Monthly Note: Risk-Managed Asset Allocation Portfolios

“Bull markets are born on pessimism, grow on skepticism, mature on optimism and die on euphoria.” —John Templeton

In our conversations with advisors recently, we consistently discuss helping clients stay tethered to their goals despite the staggering market heights and constant barrage of negative news. There is a memorable scene in “Alice in Wonderland” that sums up this conundrum nicely. Alice asks the Cheshire Cat, “Would you tell me, please, which way I ought to go from here?” The cat replies, “That depends a good deal on where you want to get to.”
It seems most investors acknowledge that consistently trying to time the market is a fool’s errand. For us at Blueprint, this is a primary reason why we're data centric and market agnostic. Emotions can tear a hole in the most solid of plans. So, for us, there’s no need to question, "Where are we going?" especially within the confines of a goals-based process. Owing to the Templeton quote above, couldn’t you make the case that equity markets fall in all four camps pessimism, skepticism, optimism, and euphoria  simultaneously?
In this Monthly Note we look at U.S. stocks in comparison to their international counterparts. The last decade has not been kind to international stocks on a relative basis. Is this an area of concern for investors going forward? We review the data and help shed light on that question.
But first, below are the asset classes utilized in our portfolios and their model-driven exposure heading into September. For a full-page PDF of the grid below please click here. As a supplemental way to learn about this month’s updates, you can also access a video update here.
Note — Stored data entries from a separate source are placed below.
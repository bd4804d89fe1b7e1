//! Shared application state
//!
//! Built once before the router exists and shared through `Arc`. Nothing in
//! it is mutated while serving; the store synchronizes its own writes.

use std::sync::Arc;

use crate::config::{EndpointConfig, UpdatePolicy};
use crate::errors::Result;
use crate::executor::QueryExecutor;
use crate::registry::ExtensionRegistry;
use crate::service_description::{DescriptionInfo, ServiceDescription};

/// Service description rendered in every format it is served in
#[derive(Debug, Clone)]
pub struct DescriptionDocuments {
    pub turtle: Vec<u8>,
    pub rdf_xml: Vec<u8>,
}

pub struct AppState {
    pub config: EndpointConfig,
    pub update_policy: UpdatePolicy,
    pub executor: QueryExecutor,
    pub description: ServiceDescription,
    pub documents: DescriptionDocuments,
    /// Rendered query editor page, when enabled
    pub ui_page: Option<String>,
}

impl AppState {
    /// Build the state over an existing executor.
    ///
    /// The service description is generated here from the executor's
    /// registry, which is frozen from this point on.
    pub fn new(config: EndpointConfig, executor: QueryExecutor) -> Result<Self> {
        config.validate()?;

        let description = ServiceDescription::generate(&DescriptionInfo::from(&config), executor.registry())?;
        let documents = DescriptionDocuments {
            turtle: description.to_turtle()?,
            rdf_xml: description.to_rdf_xml()?,
        };
        let ui_page = config.query_ui.then(|| super::ui::render(&config));

        Ok(Self {
            update_policy: config.update_policy(),
            config,
            executor,
            description,
            documents,
            ui_page,
        })
    }

    /// State over a fresh in-memory store
    pub fn in_memory(config: EndpointConfig, registry: ExtensionRegistry) -> Result<Self> {
        let executor = QueryExecutor::in_memory(Arc::new(registry))?;
        Self::new(config, executor)
    }
}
Monthly Asset Allocation Grid

At a Glance: Allocation Adjustments as of August 31, 2021

U.S. Equities: Unchanged, as trends remain positive. Large caps continue to be the strongest, followed by mid and small caps.
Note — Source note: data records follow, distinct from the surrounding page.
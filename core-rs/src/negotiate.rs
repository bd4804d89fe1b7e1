//! Response content negotiation
//!
//! The Accept header is parsed into a weight-sorted list of media ranges and
//! matched against one ordered table of `(media type, serializer)` rows.
//! Supporting another format is a table edit.

use oxigraph::io::RdfFormat;
use oxigraph::sparql::results::QueryResultsFormat;
use std::cmp::Ordering;
use std::fmt;

use crate::errors::{EndpointError, Result};

/// Shape of a query result, known before execution
#[derive(Debug, Clone, Copy, PartialEq, Eq, Hash)]
pub enum ResultShape {
    /// SELECT bindings
    Tabular,
    /// ASK
    Boolean,
    /// CONSTRUCT / DESCRIBE
    Graph,
}

impl fmt::Display for ResultShape {
    fn fmt(&self, f: &mut fmt::Formatter<'_>) -> fmt::Result {
        match self {
            ResultShape::Tabular => write!(f, "tabular"),
            ResultShape::Boolean => write!(f, "boolean"),
            ResultShape::Graph => write!(f, "graph"),
        }
    }
}

#[derive(Debug, Clone, Copy, PartialEq, Eq, Hash)]
pub enum Serializer {
    Json,
    Xml,
    Csv,
    Tsv,
    Turtle,
    NTriples,
}

impl Serializer {
    pub const ALL: [Serializer; 6] = [
        Serializer::Json,
        Serializer::Xml,
        Serializer::Csv,
        Serializer::Tsv,
        Serializer::Turtle,
        Serializer::NTriples,
    ];

    /// Whether this serializer can encode results of the given shape
    pub fn supports(self, shape: ResultShape) -> bool {
        match shape {
            ResultShape::Tabular | ResultShape::Boolean => self.results_format().is_some(),
            ResultShape::Graph => self.rdf_format().is_some(),
        }
    }

    /// SPARQL results codec for tabular and boolean results
    pub fn results_format(self) -> Option<QueryResultsFormat> {
        match self {
            Serializer::Json => Some(QueryResultsFormat::Json),
            Serializer::Xml => Some(QueryResultsFormat::Xml),
            Serializer::Csv => Some(QueryResultsFormat::Csv),
            Serializer::Tsv => Some(QueryResultsFormat::Tsv),
            Serializer::Turtle | Serializer::NTriples => None,
        }
    }

    /// RDF codec for graph results
    pub fn rdf_format(self) -> Option<RdfFormat> {
        match self {
            Serializer::Xml => Some(RdfFormat::RdfXml),
            Serializer::Turtle => Some(RdfFormat::Turtle),
            Serializer::NTriples => Some(RdfFormat::NTriples),
            Serializer::Json | Serializer::Csv | Serializer::Tsv => None,
        }
    }

    /// W3C format IRIs (`http://www.w3.org/ns/formats/`) this serializer produces
    pub fn format_iris(self) -> &'static [&'static str] {
        match self {
            Serializer::Json => &["http://www.w3.org/ns/formats/SPARQL_Results_JSON"],
            Serializer::Xml => &[
                "http://www.w3.org/ns/formats/SPARQL_Results_XML",
                "http://www.w3.org/ns/formats/RDF_XML",
            ],
            Serializer::Csv => &["http://www.w3.org/ns/formats/SPARQL_Results_CSV"],
            Serializer::Tsv => &["http://www.w3.org/ns/formats/SPARQL_Results_TSV"],
            Serializer::Turtle => &["http://www.w3.org/ns/formats/Turtle"],
            Serializer::NTriples => &["http://www.w3.org/ns/formats/N-Triples"],
        }
    }
}

/// Media types understood by the negotiator, in preference order
pub const FORMATS: &[(&str, Serializer)] = &[
    ("application/sparql-results+json", Serializer::Json),
    ("application/json", Serializer::Json),
    ("text/json", Serializer::Json),
    ("application/sparql-results+xml", Serializer::Xml),
    ("application/xml", Serializer::Xml),
    ("text/xml", Serializer::Xml),
    ("application/rdf+xml", Serializer::Xml),
    ("application/sparql-results+csv", Serializer::Csv),
    ("text/csv", Serializer::Csv),
    ("application/sparql-results+tsv", Serializer::Tsv),
    ("text/tab-separated-values", Serializer::Tsv),
    ("text/turtle", Serializer::Turtle),
    ("application/x-turtle", Serializer::Turtle),
    ("application/n-triples", Serializer::NTriples),
];

pub const DEFAULT_RESULTS_MIME: &str = "application/sparql-results+xml";
pub const DEFAULT_GRAPH_MIME: &str = "application/rdf+xml";
const TURTLE_MIME: &str = "text/turtle";
const HTML_MIME: &str = "text/html";

/// One entry of an Accept header
#[derive(Debug, Clone, PartialEq)]
pub struct MediaRange {
    pub media_type: String,
    pub weight: f32,
}

impl MediaRange {
    fn is_any(&self) -> bool {
        self.media_type == "*/*"
    }

    /// Top-level type of a `type/*` range
    fn type_wildcard(&self) -> Option<&str> {
        self.media_type.strip_suffix("/*")
    }
}

/// Parse an Accept header into ranges sorted by weight.
///
/// Equal weights keep their declaration order. Entries with `q=0` are
/// dropped; unparsable weights count as 1.
pub fn parse_accept(header: &str) -> Vec<MediaRange> {
    let mut ranges: Vec<MediaRange> = header
        .split(',')
        .filter_map(|entry| {
            let mut parts = entry.split(';');
            let media_type = parts.next()?.trim().to_ascii_lowercase();
            if !media_type.contains('/') {
                return None;
            }

            let mut weight = 1.0_f32;
            for param in parts {
                if let Some((key, value)) = param.split_once('=') {
                    if key.trim().eq_ignore_ascii_case("q") {
                        weight = value
                            .trim()
                            .parse::<f32>()
                            .ok()
                            .filter(|w| w.is_finite())
                            .map(|w| w.clamp(0.0, 1.0))
                            .unwrap_or(1.0);
                    }
                }
            }

            if weight <= 0.0 {
                return None;
            }
            Some(MediaRange { media_type, weight })
        })
        .collect();

    // sort_by is stable
    ranges.sort_by(|a, b| b.weight.partial_cmp(&a.weight).unwrap_or(Ordering::Equal));
    ranges
}

/// Format chosen for a response body
#[derive(Debug, Clone, PartialEq, Eq)]
pub struct NegotiatedFormat {
    pub mime_type: String,
    pub serializer: Serializer,
}

impl NegotiatedFormat {
    fn new(mime_type: &str, serializer: Serializer) -> Self {
        Self {
            mime_type: mime_type.to_string(),
            serializer,
        }
    }

    /// Default when the client expresses no usable preference
    pub fn default_for(shape: ResultShape) -> Self {
        match shape {
            ResultShape::Graph => Self::new(DEFAULT_GRAPH_MIME, Serializer::Xml),
            ResultShape::Tabular | ResultShape::Boolean => Self::new(DEFAULT_RESULTS_MIME, Serializer::Xml),
        }
    }

    /// Content-Type header value
    pub fn content_type(&self) -> String {
        match self.serializer {
            Serializer::Json | Serializer::Xml | Serializer::Turtle => {
                format!("{}; charset=utf-8", self.mime_type)
            }
            _ => self.mime_type.clone(),
        }
    }
}

fn lookup(media_type: &str) -> Option<Serializer> {
    FORMATS
        .iter()
        .find(|(mime, _)| *mime == media_type)
        .map(|(_, serializer)| *serializer)
}

/// Legacy aliases answered only when named explicitly, never for `type/*`
const WILDCARD_EXCLUDED: &[&str] = &["text/json", "text/xml", "application/x-turtle"];

/// Pick the response format for a query result of the given shape.
///
/// Graph results asked for only as JSON, CSV or TSV fall back to Turtle; a
/// graph format the client accepts at a lower weight is preferred over the
/// fallback. A tabular or boolean result whose best match is an RDF-only
/// format (Turtle, N-Triples) cannot be encoded and is rejected.
pub fn negotiate_results(accept: Option<&str>, shape: ResultShape) -> Result<NegotiatedFormat> {
    let ranges = parse_accept(accept.unwrap_or_default());
    let mut turtle_fallback = false;

    for range in &ranges {
        if range.is_any() {
            return Ok(NegotiatedFormat::default_for(shape));
        }

        if let Some(top_level) = range.type_wildcard() {
            let candidate = FORMATS
                .iter()
                .filter(|(mime, serializer)| !WILDCARD_EXCLUDED.contains(mime) && serializer.supports(shape))
                .map(|(mime, serializer)| answer(mime, *serializer, shape))
                .find(|format| format.mime_type.split('/').next() == Some(top_level));
            if let Some(format) = candidate {
                return Ok(format);
            }
            continue;
        }

        let Some(serializer) = lookup(&range.media_type) else {
            continue;
        };

        if serializer.supports(shape) {
            return Ok(answer(&range.media_type, serializer, shape));
        }

        match shape {
            ResultShape::Graph => turtle_fallback = true,
            ResultShape::Tabular | ResultShape::Boolean => {
                return Err(EndpointError::unprocessable(format!(
                    "Cannot serialize {} results as {}",
                    shape, range.media_type
                )))
            }
        }
    }

    if turtle_fallback {
        return Ok(NegotiatedFormat::new(TURTLE_MIME, Serializer::Turtle));
    }
    Ok(NegotiatedFormat::default_for(shape))
}

/// Representation of the response to a request without an operation
#[derive(Debug, Clone, Copy, PartialEq, Eq)]
pub enum DescriptionFormat {
    /// Interactive query editor
    Html,
    Turtle,
    RdfXml,
}

impl DescriptionFormat {
    pub fn content_type(self) -> &'static str {
        match self {
            DescriptionFormat::Html => "text/html; charset=utf-8",
            DescriptionFormat::Turtle => "text/turtle; charset=utf-8",
            DescriptionFormat::RdfXml => "application/rdf+xml; charset=utf-8",
        }
    }
}

/// Browsers get the query UI when it is enabled; `text/turtle` gets Turtle;
/// everything else gets RDF/XML.
pub fn negotiate_description(accept: Option<&str>, ui_enabled: bool) -> DescriptionFormat {
    let ranges = parse_accept(accept.unwrap_or_default());

    match ranges.first().map(|range| range.media_type.as_str()) {
        Some(HTML_MIME) if ui_enabled => DescriptionFormat::Html,
        Some(TURTLE_MIME) | Some("application/x-turtle") => DescriptionFormat::Turtle,
        _ => DescriptionFormat::RdfXml,
    }
}

/// Format IRIs advertised in the service description, derived from [`FORMATS`]
pub fn advertised_format_iris() -> Vec<&'static str> {
    let mut iris = Vec::new();
    for serializer in Serializer::ALL {
        if !FORMATS.iter().any(|(_, s)| *s == serializer) {
            continue;
        }
        for iri in serializer.format_iris() {
            if !iris.contains(iri) {
                iris.push(*iri);
            }
        }
    }
    iris
}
International Equities: No change to exposure, as foreign developed equities remain in full uptrends across both the intermediate- and long-term timeframes, albeit weaker than U.S. markets. Emerging markets continue to be in an intermediate-term downtrend and long-term uptrend.
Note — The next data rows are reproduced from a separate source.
/**
 * registry.rs
 * Extension function registry
 *
 * Maps an extension function IRI to the handler invoked when a SPARQL
 * expression calls that IRI:
 *
 * ```sparql
 * PREFIX fn: <https://example.org/fn/>
 * SELECT ?x WHERE { BIND(fn:concat("First", "last") AS ?x) }
 * ```
 *
 * Lifecycle:
 * - Startup: the embedding application registers handlers through `&mut` access
 * - Serving: the registry is frozen behind an `Arc` shared by the executor and
 *   the service description; nothing can mutate it any more
 */

use oxigraph::model::{NamedNode, Term};
use oxigraph::sparql::QueryOptions;
use std::collections::BTreeMap;
use std::fmt;
use std::sync::Arc;

use crate::errors::{EndpointError, Result};

/// Callable implementing an extension function.
///
/// Receives the evaluated argument terms of the current solution. Returning
/// `None` leaves the target variable unbound.
pub type FunctionHandler = Arc<dyn Fn(&[Term]) -> Option<Term> + Send + Sync>;

/// A registered extension function
#[derive(Clone)]
pub struct ExtensionFunction {
    iri: NamedNode,
    handler: FunctionHandler,
}

impl ExtensionFunction {
    pub fn iri(&self) -> &NamedNode {
        &self.iri
    }

    /// Invoke the handler directly (outside of query evaluation)
    pub fn call(&self, args: &[Term]) -> Option<Term> {
        (self.handler)(args)
    }
}

impl fmt::Debug for ExtensionFunction {
    fn fmt(&self, f: &mut fmt::Formatter<'_>) -> fmt::Result {
        f.debug_struct("ExtensionFunction")
            .field("iri", &self.iri.as_str())
            .finish_non_exhaustive()
    }
}

/// Extension function registry, keyed by IRI
#[derive(Clone, Default, Debug)]
pub struct ExtensionRegistry {
    functions: BTreeMap<String, ExtensionFunction>,
}

impl ExtensionRegistry {
    pub fn new() -> Self {
        Self::default()
    }

    /// Register a handler for `iri`.
    ///
    /// Rejects IRIs that do not parse and IRIs that already have a handler.
    pub fn register<F>(&mut self, iri: &str, handler: F) -> Result<()>
    where
        F: Fn(&[Term]) -> Option<Term> + Send + Sync + 'static,
    {
        let iri = NamedNode::new(iri).map_err(|e| EndpointError::InvalidIri(format!("{}: {}", iri, e)))?;

        if self.functions.contains_key(iri.as_str()) {
            tracing::warn!(iri = iri.as_str(), "duplicate extension function registration rejected");
            return Err(EndpointError::DuplicateFunction(iri.into_string()));
        }

        tracing::debug!(iri = iri.as_str(), "registered extension function");
        self.functions.insert(
            iri.as_str().to_string(),
            ExtensionFunction {
                iri,
                handler: Arc::new(handler),
            },
        );
        Ok(())
    }

    /// Builder form of [`register`](Self::register)
    pub fn with_function<F>(mut self, iri: &str, handler: F) -> Result<Self>
    where
        F: Fn(&[Term]) -> Option<Term> + Send + Sync + 'static,
    {
        self.register(iri, handler)?;
        Ok(self)
    }

    pub fn lookup(&self, iri: &str) -> Option<&ExtensionFunction> {
        self.functions.get(iri)
    }

    pub fn contains(&self, iri: &str) -> bool {
        self.functions.contains_key(iri)
    }

    pub fn len(&self) -> usize {
        self.functions.len()
    }

    pub fn is_empty(&self) -> bool {
        self.functions.is_empty()
    }

    /// Registered IRIs in lexical order
    pub fn iris(&self) -> impl Iterator<Item = &NamedNode> {
        self.functions.values().map(|f| &f.iri)
    }

    /// Fail with `UnboundFunction` on the first IRI that has no handler
    pub fn ensure_registered<'a>(&self, iris: impl IntoIterator<Item = &'a NamedNode>) -> Result<()> {
        for iri in iris {
            if !self.contains(iri.as_str()) {
                return Err(EndpointError::UnboundFunction(iri.as_str().to_string()));
            }
        }
        Ok(())
    }

    /// Query options with every handler wired in as a custom function
    pub fn query_options(&self) -> QueryOptions {
        self.functions
            .values()
            .fold(QueryOptions::default(), |options, function| {
                let handler = Arc::clone(&function.handler);
                options.with_custom_function(function.iri.clone(), move |args| handler(args))
            })
    }
}
use anyhow::Context as _;
use common::nats::{
    ConsumeRequest, ConsumeResponse, NatsPublisher, PublishRequest, MESSAGE_ID_HEADER,
};
use futures::future::BoxFuture;
use std::sync::Arc;
use std::task::{Context, Poll};
use step_host::{InvokeError, StepInvoker, StepRequest};
use tower::{Service, ServiceExt};
use tracing::{debug, warn};

/// Header stamped on every republished message, in epoch milliseconds.
pub const TIMESTAMP_HEADER: &str = "Timestamp";

/// Runs one step invocation per delivery and forwards the result.
///
/// The delivery's subject, minus the stream prefix, is the label the step
/// host reports failures under. The response is published to
/// `<stream>.<routing_key>` before the delivery is acknowledged, so a crash
/// in between produces a duplicate rather than a loss.
#[derive(Clone)]
pub struct StepDeliveryService {
    invoker: Arc<dyn StepInvoker>,
    publisher: NatsPublisher,
    stream_name: String,
}

impl StepDeliveryService {
    pub fn new(
        invoker: Arc<dyn StepInvoker>,
        publisher: NatsPublisher,
        stream_name: impl Into<String>,
    ) -> Self {
        Self {
            invoker,
            publisher,
            stream_name: stream_name.into(),
        }
    }

    fn label(&self, subject: &str) -> String {
        subject
            .strip_prefix(&self.stream_name)
            .and_then(|rest| rest.strip_prefix('.'))
            .unwrap_or(subject)
            .to_string()
    }
}

impl Service<ConsumeRequest> for StepDeliveryService {
    type Response = ConsumeResponse;
    type Error = anyhow::Error;
    type Future = BoxFuture<'static, Result<Self::Response, Self::Error>>;

    fn poll_ready(&mut self, _cx: &mut Context<'_>) -> Poll<Result<(), Self::Error>> {
        Poll::Ready(Ok(()))
    }

    fn call(&mut self, req: ConsumeRequest) -> Self::Future {
        let invoker = Arc::clone(&self.invoker);
        let publisher = self.publisher.clone();
        let stream_name = self.stream_name.clone();
        let label = self.label(&req.subject);
        let message_id = req.header(MESSAGE_ID_HEADER).map(str::to_string);

        Box::pin(async move {
            let response = match invoker
                .invoke(StepRequest::new(Some(label.clone()), req.payload))
                .await
            {
                Ok(response) => response,
                Err(InvokeError::Rejected { status, body }) => {
                    warn!(label = %label, status, "step endpoint rejected delivery, dropping it");
                    return Ok(ConsumeResponse::term(format!(
                        "step endpoint returned {status}: {body}"
                    )));
                }
                Err(InvokeError::Unavailable(e)) => {
                    return Err(e.context(format!("failed to invoke step for {label}")));
                }
            };

            let subject = format!("{stream_name}.{}", response.routing_key);
            debug!(label = %label, routing_key = %response.routing_key, "forwarding step result");

            let mut publish = PublishRequest::new(subject.clone(), response.body).with_header(
                TIMESTAMP_HEADER,
                chrono::Utc::now().timestamp_millis().to_string(),
            );
            if let Some(message_id) = &message_id {
                publish = publish.with_header(MESSAGE_ID_HEADER, message_id);
            }

            publisher
                .oneshot(publish)
                .await
                .with_context(|| format!("failed to publish step result to {subject}"))?;

            Ok(ConsumeResponse::ack())
        })
    }
}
Real Estate: No change. Exposure is at its baseline allocation, and there are uptrends in both timeframes.

U.S. and International Treasuries: Exposure unchanged from last month as the intermediate-term trend continues to be positive in the U.S. while the long-term remains down. International Treasuries remain in full uptrends across both timeframes.

Inflation-Protected Bonds: No change. Exposure remains slightly overweight, and there are uptrends in both timeframes.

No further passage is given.